> Action item: Look through the material below and count the lines with the string "Copy". Report only the count.

======== Entries provided

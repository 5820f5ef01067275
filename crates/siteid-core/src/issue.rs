use serde::{Deserialize, Serialize};
use std::fmt;

// ---------------------------------------------------------------------------
// IdField
// ---------------------------------------------------------------------------

#[derive(Debug, Clone, Copy, PartialEq, Eq, Hash, Serialize, Deserialize)]
#[serde(rename_all = "snake_case")]
pub enum IdField {
    FacilityId,
    OrderId,
}

impl IdField {
    pub fn as_str(self) -> &'static str {
        match self {
            IdField::FacilityId => "facility_id",
            IdField::OrderId => "order_id",
        }
    }
}

impl fmt::Display for IdField {
    fn fmt(&self, f: &mut fmt::Formatter<'_>) -> fmt::Result {
        f.write_str(self.as_str())
    }
}

// ---------------------------------------------------------------------------
// IssueCategory
// ---------------------------------------------------------------------------

/// Report bucket an issue is counted under. Each issue has exactly one.
#[derive(Debug, Clone, Copy, PartialEq, Eq, Hash, PartialOrd, Ord, Serialize, Deserialize)]
#[serde(rename_all = "camelCase")]
pub enum IssueCategory {
    MissingIds,
    InvalidFacilityFormats,
    InvalidOrderFormats,
    SuffixMismatches,
    DuplicateFacilities,
}

impl IssueCategory {
    pub fn all() -> &'static [IssueCategory] {
        &[
            IssueCategory::MissingIds,
            IssueCategory::InvalidFacilityFormats,
            IssueCategory::InvalidOrderFormats,
            IssueCategory::SuffixMismatches,
            IssueCategory::DuplicateFacilities,
        ]
    }

    pub fn as_str(self) -> &'static str {
        match self {
            IssueCategory::MissingIds => "missing_ids",
            IssueCategory::InvalidFacilityFormats => "invalid_facility_formats",
            IssueCategory::InvalidOrderFormats => "invalid_order_formats",
            IssueCategory::SuffixMismatches => "suffix_mismatches",
            IssueCategory::DuplicateFacilities => "duplicate_facilities",
        }
    }

    /// Whether the fixer can resolve issues in this bucket without a human.
    pub fn auto_fixable(self) -> bool {
        matches!(
            self,
            IssueCategory::InvalidOrderFormats
                | IssueCategory::SuffixMismatches
                | IssueCategory::DuplicateFacilities
        )
    }
}

impl fmt::Display for IssueCategory {
    fn fmt(&self, f: &mut fmt::Formatter<'_>) -> fmt::Result {
        f.write_str(self.as_str())
    }
}

// ---------------------------------------------------------------------------
// Issue
// ---------------------------------------------------------------------------

#[derive(Debug, Clone, PartialEq, Eq, Serialize, Deserialize)]
#[serde(tag = "kind", rename_all = "snake_case", rename_all_fields = "camelCase")]
pub enum Issue {
    MissingId {
        record_id: String,
        missing: Vec<IdField>,
        #[serde(default, skip_serializing_if = "Option::is_none")]
        facility_id: Option<String>,
        #[serde(default, skip_serializing_if = "Option::is_none")]
        order_id: Option<String>,
        description: String,
    },
    InvalidFormat {
        record_id: String,
        field: IdField,
        value: String,
        #[serde(default, skip_serializing_if = "Option::is_none")]
        facility_id: Option<String>,
        /// Present only for OrderID violations on a well-formed facility.
        #[serde(default, skip_serializing_if = "Option::is_none")]
        correct_order_id: Option<String>,
        description: String,
    },
    Mismatch {
        record_id: String,
        facility_id: String,
        order_id: String,
        correct_order_id: String,
        description: String,
    },
    Duplicate {
        facility_id: String,
        record_ids: Vec<String>,
        survivor_id: String,
        description: String,
    },
}

impl Issue {
    pub fn missing_id(
        record_id: &str,
        facility_id: Option<&str>,
        order_id: Option<&str>,
    ) -> Self {
        let mut missing = Vec::new();
        if facility_id.is_none() {
            missing.push(IdField::FacilityId);
        }
        if order_id.is_none() {
            missing.push(IdField::OrderId);
        }
        let names: Vec<&str> = missing.iter().map(|f| f.as_str()).collect();
        Issue::MissingId {
            record_id: record_id.to_string(),
            description: format!("record {record_id} is missing {}", names.join(" and ")),
            missing,
            facility_id: facility_id.map(str::to_string),
            order_id: order_id.map(str::to_string),
        }
    }

    pub fn invalid_facility(record_id: &str, value: &str) -> Self {
        Issue::InvalidFormat {
            record_id: record_id.to_string(),
            field: IdField::FacilityId,
            value: value.to_string(),
            facility_id: Some(value.to_string()),
            correct_order_id: None,
            description: format!(
                "facility id '{value}' does not match SITE-<REGION>-<SEQ>; correct it by hand"
            ),
        }
    }

    pub fn invalid_order(
        record_id: &str,
        facility_id: &str,
        value: &str,
        correct: Option<String>,
    ) -> Self {
        let description = match &correct {
            Some(correct) => {
                format!("order id '{value}' does not match ORD-<YEAR>-<SEQ>; expected {correct}")
            }
            None => format!("order id '{value}' does not match ORD-<YEAR>-<SEQ>; correct it by hand"),
        };
        Issue::InvalidFormat {
            record_id: record_id.to_string(),
            field: IdField::OrderId,
            value: value.to_string(),
            facility_id: Some(facility_id.to_string()),
            correct_order_id: correct,
            description,
        }
    }

    pub fn mismatch(record_id: &str, facility_id: &str, order_id: &str, correct: String) -> Self {
        Issue::Mismatch {
            record_id: record_id.to_string(),
            facility_id: facility_id.to_string(),
            order_id: order_id.to_string(),
            description: format!(
                "order id '{order_id}' does not match facility {facility_id}; expected {correct}"
            ),
            correct_order_id: correct,
        }
    }

    pub fn category(&self) -> IssueCategory {
        match self {
            Issue::MissingId { .. } => IssueCategory::MissingIds,
            Issue::InvalidFormat {
                field: IdField::FacilityId,
                ..
            } => IssueCategory::InvalidFacilityFormats,
            Issue::InvalidFormat {
                field: IdField::OrderId,
                ..
            } => IssueCategory::InvalidOrderFormats,
            Issue::Mismatch { .. } => IssueCategory::SuffixMismatches,
            Issue::Duplicate { .. } => IssueCategory::DuplicateFacilities,
        }
    }

    /// Store ids of every record this issue refers to.
    pub fn record_ids(&self) -> Vec<&str> {
        match self {
            Issue::MissingId { record_id, .. }
            | Issue::InvalidFormat { record_id, .. }
            | Issue::Mismatch { record_id, .. } => vec![record_id.as_str()],
            Issue::Duplicate { record_ids, .. } => record_ids.iter().map(String::as_str).collect(),
        }
    }

    pub fn facility_id(&self) -> Option<&str> {
        match self {
            Issue::MissingId { facility_id, .. } | Issue::InvalidFormat { facility_id, .. } => {
                facility_id.as_deref()
            }
            Issue::Mismatch { facility_id, .. } | Issue::Duplicate { facility_id, .. } => {
                Some(facility_id.as_str())
            }
        }
    }

    pub fn correct_order_id(&self) -> Option<&str> {
        match self {
            Issue::InvalidFormat {
                correct_order_id, ..
            } => correct_order_id.as_deref(),
            Issue::Mismatch {
                correct_order_id, ..
            } => Some(correct_order_id.as_str()),
            _ => None,
        }
    }

    pub fn description(&self) -> &str {
        match self {
            Issue::MissingId { description, .. }
            | Issue::InvalidFormat { description, .. }
            | Issue::Mismatch { description, .. }
            | Issue::Duplicate { description, .. } => description.as_str(),
        }
    }
}

impl fmt::Display for Issue {
    fn fmt(&self, f: &mut fmt::Formatter<'_>) -> fmt::Result {
        write!(f, "[{}] {}", self.category(), self.description())
    }
}

#[cfg(test)]
mod tests {
    use super::*;

    #[test]
    fn missing_id_names_fields() {
        let i = Issue::missing_id("r1", Some("SITE-SE-01"), None);
        assert_eq!(i.category(), IssueCategory::MissingIds);
        assert!(i.description().contains("order_id"));
        assert!(!i.description().contains("facility_id and"));
        let both = Issue::missing_id("r2", None, None);
        assert!(both.description().contains("facility_id and order_id"));
    }

    #[test]
    fn format_category_follows_field() {
        let f = Issue::invalid_facility("r1", "SITE-1");
        assert_eq!(f.category(), IssueCategory::InvalidFacilityFormats);
        assert!(f.correct_order_id().is_none());
        assert!(!f.category().auto_fixable());

        let o = Issue::invalid_order("r1", "SITE-SE-01", "01", Some("ORD-2026-01".into()));
        assert_eq!(o.category(), IssueCategory::InvalidOrderFormats);
        assert_eq!(o.correct_order_id(), Some("ORD-2026-01"));
        assert!(o.category().auto_fixable());
    }

    #[test]
    fn mismatch_serializes_with_kind_tag_and_camel_fields() {
        let i = Issue::mismatch("a", "SITE-SE-02", "ORD-2025-99", "ORD-2025-02".into());
        let json = serde_json::to_value(&i).unwrap();
        assert_eq!(json["kind"], "mismatch");
        assert_eq!(json["recordId"], "a");
        assert_eq!(json["correctOrderId"], "ORD-2025-02");
        let back: Issue = serde_json::from_value(json).unwrap();
        assert_eq!(back, i);
    }

    #[test]
    fn categories_are_distinct() {
        let mut seen = std::collections::HashSet::new();
        for c in IssueCategory::all() {
            assert!(seen.insert(c.as_str()));
        }
        assert_eq!(seen.len(), 5);
    }
}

================

> Answer for the task: 2